Dental Implants explained by Dr. Gunaseelan Rajan

Dr. Gunaseelan Rajan explains what Dental implants are all about in this Q&A published by The Hindu newspaper:

 “A dental implant is an artificial substitute for a normal tooth. Natural teeth are lost due to damage in accidents, poor dental hygiene, genetic and other factors. Dental implants using the new Zygoma technique give the patient a new tooth or set of teeth through a treatment that is quick with long-lasting effects and almost pain-free.

What is a dental implant?
The normal tooth structure consists of a root and a crown. The root is enclosed in the jawbone and gums and the crown is the visible part of the tooth.

A dental implant is an artificial substitute for the root. It is usually made of titanium, which is a bio-compatible material i.e. it will not be rejected by our body.

After a healing period, an artificial crown is placed on top of the implant. Thus the implant closely resembles a natural tooth.

How many teeth can be replaced with implants?
If all the teeth are missing, the complete set of teeth in the jaw can be supported by four or six implants. The number of implants is determined on a patient to patient basis, depending on criteria such as bite force, location of missing teeth, quality of jawbone…

Are implant teeth fixed or removable?
Implants are placed in, fixed and integrated to the jaw bone. However the artificial teeth placed on top of the implant can be fixed or removable. The former is more common.

What are the benefits of dental implants?
They feel and look like your own teeth. Dental implants restore confidence in speaking, laughing and chewing with comfort and without worries of sudden dislodgement. Implants preserve the integrity of facial structures.

When teeth are replaced using traditional tooth-supported bridges, the teeth on either side of the missing tooth are ground down so that the bridge can be cemented on to them. This structure can never be replaced. Implants do not need the grinding down of the adjacent natural teeth.

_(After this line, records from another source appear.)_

//! Defines command-line interface options using `clap` for the ncslice inspector.

use clap::{Parser, ValueEnum};
use ncslice::{parse_tokens, EngineConfig, TimeView, Token};
use std::path::PathBuf;

/// Presentation of the synthetic time entry
#[derive(Debug, Clone, Copy, PartialEq, Eq, ValueEnum)]
pub enum TimeArg {
    /// Decimal years
    Year,
    /// Calendar datetimes
    Date,
}

impl From<TimeArg> for TimeView {
    fn from(arg: TimeArg) -> Self {
        match arg {
            TimeArg::Year => TimeView::DecimalYear,
            TimeArg::Date => TimeView::Calendar,
        }
    }
}

/// Parsed `--select` argument
#[derive(Debug, Clone, PartialEq, Eq)]
pub struct Selection {
    pub tokens: Vec<Token>,
}

/// A CLI tool for inspecting the variable catalog of NetCDF files and
/// evaluating slices of their variables
#[derive(Parser, Debug)]
#[command(
    version,
    name = "ncslice",
    about = "Catalog, slice and reduce variables of NetCDF files"
)]
pub struct Args {
    /// Path to a NetCDF file; repeat to open several files as groups
    #[arg(short, long = "file", required = true)]
    pub files: Vec<PathBuf>,

    /// Catalog label or bare name of the variable to slice
    #[arg(long)]
    pub var: Option<String>,

    /// One token per dimension, comma separated: all, an index, or one of
    /// mean, std, min, max, ptp, sum, median, var
    #[arg(long, value_parser = parse_select_arg)]
    pub select: Option<Selection>,

    /// Additional missing value applied to every variable
    #[arg(long, default_value_t = f64::NAN)]
    pub missing: f64,

    /// Add a cyclic point along the longitude of a map slice
    #[arg(long, default_value_t = false)]
    pub cyclic: bool,

    /// Presentation of the time entry
    #[arg(long, value_enum, default_value_t = TimeArg::Year)]
    pub time: TimeArg,

    /// Print the catalog as JSON
    #[arg(long, default_value_t = false)]
    pub json: bool,

    /// Enable verbose output.
    #[arg(short, long, default_value_t = false)]
    pub verbose: bool,
}

impl Args {
    pub fn engine_config(&self) -> EngineConfig {
        EngineConfig::with_missing(self.missing)
    }
}

fn parse_select_arg(s: &str) -> Result<Selection, String> {
    parse_tokens(s)
        .map(|tokens| Selection { tokens })
        .map_err(|e| format!("Invalid format: expected 'token,token,...': {e}"))
}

Can anyone receive dental implants?
The patient must be in good health and have proper bone structure and healthy gums for a successful implant. People who are unable to wear removable dentures may also be good candidates. Patients with well-controlled diabetes or blood pressure can also undergo implants.

In patients with bruxism(grinding or clenching teeth) and poor oral hygiene, heavy smokers or those who have undergone radiation therapy in the jaw, the success rate for implants reduces.

Does the treatment take a long time?
Usually the treatment is done in two phases. In the first stage, the implant is placed in the jaw and the gums are closed over it.

After a healing period of three to six months, the implant will be checked and measurements made for the artificial teeth (prosthesis) ,which will be placed over the implant.

However, thanks to the combination of CT Imaging Technology and software for implant planning, implants are placed as a ‘key hole’ procedure and artificial teeth are fixed immediately on the implant within an hour.

This ‘teeth in an hour’ concept, however, has a few pre-requisites such as normal volume of jawbone, good range of mouth opening and adequate primary stability of the implant.

Does the patient need to be hospitalised?

Hospitalisation is an exception and not the rule. Majority of patients can be managed under local anaesthesia. Anxious patients are helped with nitrous oxide sedation or intravenous sedation techniques. A few patients, especially those requiring extensive bone grafting, will require general anaesthesia.

Can implants be done for elderly people?
Implants can be done in older people also. However certain issues such as osteoporosis (especially in post-menopausal women not on HRT), long history of heavy smoking, uncontrolled diabetes have to be kept in mind while planning implants.

Can implants be done for children?
Implants are generally contra-indicated in growing ages. Continued jaw growth can lead to altered implant levels and difficulty in fabricating the artificial teeth. However, in certain conditions such as ectodermal dysplasia, implants can be given during childhood.

What is Zygoma Implant?
In some patients, the upper jaw bone is not adequate to take implants. In such cases the hip bone is grafted into the upper jaw. Later implants are placed and artificial teeth fixed. In the new zygoma technique, bone grafting is not necessary.

The zygoma implant is a longer implant, which is placed in the upper jaw bone extending up to the zygoma (cheek bone) and artificial teeth are placed on it (without the need for extensive bone grafting procedure).”